Re: [klee-dev] using klee with Siemens Benchmarks

Urmas Repinski Thu, 07 Mar 2013 07:05:57 -0800

Hi Michael.

The work that you are examining seems, from casual inspection, to be 
about assessing the claim that MC/DC (and related adequacy criteria) 
really are adequate. (Urmas: did I get this right?)


    I want to be able to generate inputs that detect errors at least in Siemens 
Benchmarks without additional usage already known faulty versions and 
regression testing.
   So yes, i think MC/DC can be good start, but later it will be possible to 
reduce the generated inputs.

As a result, as Paul somewhat tersely replied: what's the executable 
spec -- i.e., the "true set of requirements" from which MC/DC or 
other test cases might be generated?

    I do not need spec for test generation, i have one design and want to get 
as much different inputs from it as possible, MC/DC criteria, as i already 
told, is a  good start.
    Using this inputs all other errors in my experimental designs should be 
detected.
    I see no need for specification at test generation stage, specification is 
necessary for Error Localization and Error Correction also.
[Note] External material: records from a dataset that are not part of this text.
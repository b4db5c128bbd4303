use clap::{Args, Subcommand};
use lspwire_frame::DEFAULT_MAX_PAYLOAD;

use crate::exit::CliResult;
use crate::output::OutputFormat;

pub mod call;
pub mod echo;
pub mod notify;
pub mod version;
pub mod worker;

#[derive(Subcommand, Debug)]
pub enum Command {
    /// Spawn a worker, send one request, and print the result.
    Call(CallArgs),
    /// Spawn a worker and send one notification.
    Notify(NotifyArgs),
    /// Act as a worker on stdin/stdout, answering requests with their params.
    Echo(EchoArgs),
    /// Show version information.
    Version(VersionArgs),
}

pub fn run(command: Command, format: OutputFormat) -> CliResult<i32> {
    match command {
        Command::Call(args) => call::run(args, format),
        Command::Notify(args) => notify::run(args),
        Command::Echo(args) => echo::run(args),
        Command::Version(args) => version::run(args),
    }
}

/// The worker process to spawn, given after `--`.
#[derive(Args, Debug)]
pub struct WorkerArgs {
    /// Maximum frame body size in bytes, both directions.
    #[arg(long, value_name = "BYTES", default_value_t = DEFAULT_MAX_PAYLOAD)]
    pub max_payload: usize,
    /// Worker program and its arguments.
    #[arg(last = true, required = true, num_args = 1.., value_name = "PROGRAM")]
    pub program: Vec<String>,
}

#[derive(Args, Debug)]
pub struct CallArgs {
    /// Method name, matched exactly by the worker.
    pub method: String,
    /// Request params as JSON.
    #[arg(long, value_name = "JSON")]
    pub params: Option<String>,
    /// Time to wait for the response (e.g. 5s, 500ms).
    #[arg(long, default_value = "5s")]
    pub timeout: String,
    #[command(flatten)]
    pub worker: WorkerArgs,
}

#[derive(Args, Debug)]
pub struct NotifyArgs {
    /// Method name, matched exactly by the worker.
    pub method: String,
    /// Notification params as JSON.
    #[arg(long, value_name = "JSON")]
    pub params: Option<String>,
    #[command(flatten)]
    pub worker: WorkerArgs,
}

#[derive(Args, Debug, Default)]
pub struct EchoArgs {
    /// Answer `version` with this string instead of the crate version.
    #[arg(long, value_name = "MAJOR.MINOR")]
    pub report_version: Option<String>,
}

#[derive(Args, Debug)]
pub struct VersionArgs {
    /// Show extended build provenance.
    #[arg(long)]
    pub extended: bool,
}
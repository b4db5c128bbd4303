//! JSON-RPC message model.
//!
//! Every frame body is a JSON object. The variant is decided by which keys
//! are present, not by their values:
//!
//! | keys                        | variant        |
//! |-----------------------------|----------------|
//! | `id` + `method`             | Request        |
//! | `method`                    | Notification   |
//! | `id` + one of result/error  | Response       |
//!
//! `"result": null` is a present result. A response with both or neither
//! of `result`/`error` is rejected rather than guessed.

use std::fmt;

use serde::ser::SerializeMap;
use serde::{Deserialize, Serialize, Serializer};
use serde_json::{Map, Value};

use crate::error::{FrameError, Result};

/// Protocol version tag written on every outgoing message.
pub const JSONRPC_VERSION: &str = "2.0";

/// Standard JSON-RPC and LSP error codes.
pub mod error_codes {
    pub const PARSE_ERROR: i64 = -32700;
    pub const INVALID_REQUEST: i64 = -32600;
    pub const METHOD_NOT_FOUND: i64 = -32601;
    pub const INVALID_PARAMS: i64 = -32602;
    pub const INTERNAL_ERROR: i64 = -32603;
    /// LSP: the request was cancelled by the client.
    pub const REQUEST_CANCELLED: i64 = -32800;
}

/// Request identifier: a small integer or a string.
#[derive(Debug, Clone, PartialEq, Eq, Hash, Serialize, Deserialize)]
#[serde(untagged)]
pub enum RequestId {
    Number(i64),
    String(String),
}

impl fmt::Display for RequestId {
    fn fmt(&self, f: &mut fmt::Formatter<'_>) -> fmt::Result {
        match self {
            RequestId::Number(n) => write!(f, "{n}"),
            RequestId::String(s) => write!(f, "{s:?}"),
        }
    }
}

impl From<i64> for RequestId {
    fn from(value: i64) -> Self {
        Self::Number(value)
    }
}

impl From<String> for RequestId {
    fn from(value: String) -> Self {
        Self::String(value)
    }
}

impl From<&str> for RequestId {
    fn from(value: &str) -> Self {
        Self::String(value.to_string())
    }
}

/// Error object carried by an error response.
#[derive(Debug, Clone, PartialEq, Serialize, Deserialize)]
pub struct ResponseError {
    pub code: i64,
    pub message: String,
    #[serde(default, skip_serializing_if = "Option::is_none")]
    pub data: Option<Value>,
}

impl ResponseError {
    /// Create an error object without extra data.
    pub fn new(code: i64, message: impl Into<String>) -> Self {
        Self {
            code,
            message: message.into(),
            data: None,
        }
    }

    /// Attach structured data.
    pub fn with_data(mut self, data: Value) -> Self {
        self.data = Some(data);
        self
    }

    /// The reply sent for a request whose method has no handler.
    pub fn method_not_found(method: &str) -> Self {
        Self::new(
            error_codes::METHOD_NOT_FOUND,
            format!("method not found: {method}"),
        )
    }
}

impl fmt::Display for ResponseError {
    fn fmt(&self, f: &mut fmt::Formatter<'_>) -> fmt::Result {
        write!(f, "{} (code {})", self.message, self.code)
    }
}

/// A request expecting a response with the same id.
#[derive(Debug, Clone, PartialEq)]
pub struct Request {
    pub id: RequestId,
    pub method: String,
    pub params: Option<Value>,
}

/// A response to an earlier request.
#[derive(Debug, Clone, PartialEq)]
pub struct Response {
    pub id: RequestId,
    pub outcome: std::result::Result<Value, ResponseError>,
}

impl Response {
    /// Successful response.
    pub fn ok(id: RequestId, result: Value) -> Self {
        Self {
            id,
            outcome: Ok(result),
        }
    }

    /// Error response.
    pub fn error(id: RequestId, error: ResponseError) -> Self {
        Self {
            id,
            outcome: Err(error),
        }
    }
}

/// A one-way message; never answered.
#[derive(Debug, Clone, PartialEq)]
pub struct Notification {
    pub method: String,
    pub params: Option<Value>,
}

/// One decoded frame body.
#[derive(Debug, Clone, PartialEq)]
pub enum Message {
    Request(Request),
    Response(Response),
    Notification(Notification),
}

impl Message {
    /// Build a request message.
    pub fn request(id: impl Into<RequestId>, method: impl Into<String>, params: Option<Value>) -> Self {
        Self::Request(Request {
            id: id.into(),
            method: method.into(),
            params,
        })
    }

    /// Build a notification message.
    pub fn notification(method: impl Into<String>, params: Option<Value>) -> Self {
        Self::Notification(Notification {
            method: method.into(),
            params,
        })
    }

    /// Method name for requests and notifications.
    pub fn method(&self) -> Option<&str> {
        match self {
            Message::Request(req) => Some(&req.method),
            Message::Notification(notif) => Some(&notif.method),
            Message::Response(_) => None,
        }
    }

    /// Id for requests and responses.
    pub fn id(&self) -> Option<&RequestId> {
        match self {
            Message::Request(req) => Some(&req.id),
            Message::Response(resp) => Some(&resp.id),
            Message::Notification(_) => None,
        }
    }

    /// Serialize to a compact JSON body.
    pub fn to_vec(&self) -> Result<Vec<u8>> {
        Ok(serde_json::to_vec(self)?)
    }

    /// Decode and classify a frame body.
    pub fn from_slice(body: &[u8]) -> Result<Self> {
        let value: Value = serde_json::from_slice(body)?;
        Self::from_value(value)
    }

    /// Classify an already parsed JSON value.
    pub fn from_value(value: Value) -> Result<Self> {
        let Value::Object(mut obj) = value else {
            return Err(FrameError::InvalidMessage(
                "message body is not a JSON object".to_string(),
            ));
        };

        let id = match obj.remove("id") {
            Some(raw) => Some(parse_id(raw)?),
            None => None,
        };

        let method = match obj.remove("method") {
            Some(Value::String(method)) if !method.is_empty() => Some(method),
            Some(Value::String(_)) => {
                return Err(FrameError::InvalidMessage("method is empty".to_string()))
            }
            Some(other) => {
                return Err(FrameError::InvalidMessage(format!(
                    "method must be a string, got {}",
                    kind(&other)
                )))
            }
            None => None,
        };

        match (id, method) {
            (Some(id), Some(method)) => Ok(Message::Request(Request {
                id,
                method,
                params: obj.remove("params"),
            })),
            (None, Some(method)) => Ok(Message::Notification(Notification {
                method,
                params: obj.remove("params"),
            })),
            (Some(id), None) => parse_response(id, &mut obj),
            (None, None) => Err(FrameError::InvalidMessage(
                "message has neither id nor method".to_string(),
            )),
        }
    }
}

fn parse_id(raw: Value) -> Result<RequestId> {
    match raw {
        Value::String(s) => Ok(RequestId::String(s)),
        Value::Number(n) => n.as_i64().map(RequestId::Number).ok_or_else(|| {
            FrameError::InvalidMessage(format!("id {n} is not an integer"))
        }),
        other => Err(FrameError::InvalidMessage(format!(
            "id must be a number or string, got {}",
            kind(&other)
        ))),
    }
}

fn parse_response(id: RequestId, obj: &mut Map<String, Value>) -> Result<Message> {
    match (obj.remove("result"), obj.remove("error")) {
        (Some(result), None) => Ok(Message::Response(Response::ok(id, result))),
        (None, Some(error)) => {
            let error: ResponseError = serde_json::from_value(error).map_err(|err| {
                FrameError::InvalidMessage(format!("malformed error object for id {id}: {err}"))
            })?;
            Ok(Message::Response(Response::error(id, error)))
        }
        _ => Err(FrameError::AmbiguousResponse { id: Some(id) }),
    }
}

fn kind(value: &Value) -> &'static str {
    match value {
        Value::Null => "null",
        Value::Bool(_) => "bool",
        Value::Number(_) => "number",
        Value::String(_) => "string",
        Value::Array(_) => "array",
        Value::Object(_) => "object",
    }
}

impl Serialize for Message {
    fn serialize<S: Serializer>(&self, serializer: S) -> std::result::Result<S::Ok, S::Error> {
        let mut map = serializer.serialize_map(None)?;
        map.serialize_entry("jsonrpc", JSONRPC_VERSION)?;
        match self {
            Message::Request(req) => {
                map.serialize_entry("id", &req.id)?;
                map.serialize_entry("method", &req.method)?;
                if let Some(params) = &req.params {
                    map.serialize_entry("params", params)?;
                }
            }
            Message::Notification(notif) => {
                map.serialize_entry("method", &notif.method)?;
                if let Some(params) = &notif.params {
                    map.serialize_entry("params", params)?;
                }
            }
            Message::Response(resp) => {
                map.serialize_entry("id", &resp.id)?;
                match &resp.outcome {
                    Ok(result) => map.serialize_entry("result", result)?,
                    Err(error) => map.serialize_entry("error", error)?,
                }
            }
        }
        map.end()
    }
}
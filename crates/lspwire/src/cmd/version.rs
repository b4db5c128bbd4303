use crate::cmd::VersionArgs;
use crate::exit::{CliResult, SUCCESS};

pub fn run(args: VersionArgs) -> CliResult<i32> {
    if !args.extended {
        println!("lspwire {}", env!("CARGO_PKG_VERSION"));
        return Ok(SUCCESS);
    }

    println!("name: lspwire");
    println!("version: {}", env!("CARGO_PKG_VERSION"));
    println!(
        "target: {}",
        option_env!("LSPWIRE_BUILD_TARGET").unwrap_or("unknown")
    );
    println!(
        "profile: {}",
        option_env!("LSPWIRE_BUILD_PROFILE").unwrap_or("unknown")
    );
    println!("target_os: {}", std::env::consts::OS);
    println!("target_arch: {}", std::env::consts::ARCH);
    println!(
        "default_max_payload: {}",
        lspwire_frame::DEFAULT_MAX_PAYLOAD
    );
    println!(
        "default_max_pending: {}",
        lspwire_session::DEFAULT_MAX_PENDING
    );
    println!("features: async={}, cli=true", cfg!(feature = "async"));

    Ok(SUCCESS)
}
P.S. - also, have you played with using Klee to check equivalence or 
bisimulation of two programs? 

     This is something from formal verification, equivalence checking, again, 
this is slightly different direction from this, that i intend to apply.

The problem that if i will not the task concrete - MC/DC inputs for one design, 
using KLEE or without - then i can waste much time with no experimental result, 
this is the thing i want to avoid.

With regards,
Urmas Repinski

Date: Thu, 7 Mar 2013 07:44:21 -0500
From: [email protected]
To: [email protected]
CC: [email protected]
Subject: [klee-dev]  using klee with Siemens Benchmarks



On Mar 7, 2013 5:53 AM, "Paul Marinescu" <[email protected]> wrote:

>

> 1. How do you define 'design structure'?

> 2. You might be criticising an apple for not being a good orange. KLEE is 
> designed to tests the program it's being executed on, and if one also wants 
> to test 41 variants, he/she will run KLEE again on the variants. I'm not sure 
> what you would expect, even in a simple scenario like



>

> if (input = 100) {

>  //something

> }

>

> You would need to generate 2^sizeof(input) inputs to take into account all 
> possible mutations to the literal 100 using regression testing.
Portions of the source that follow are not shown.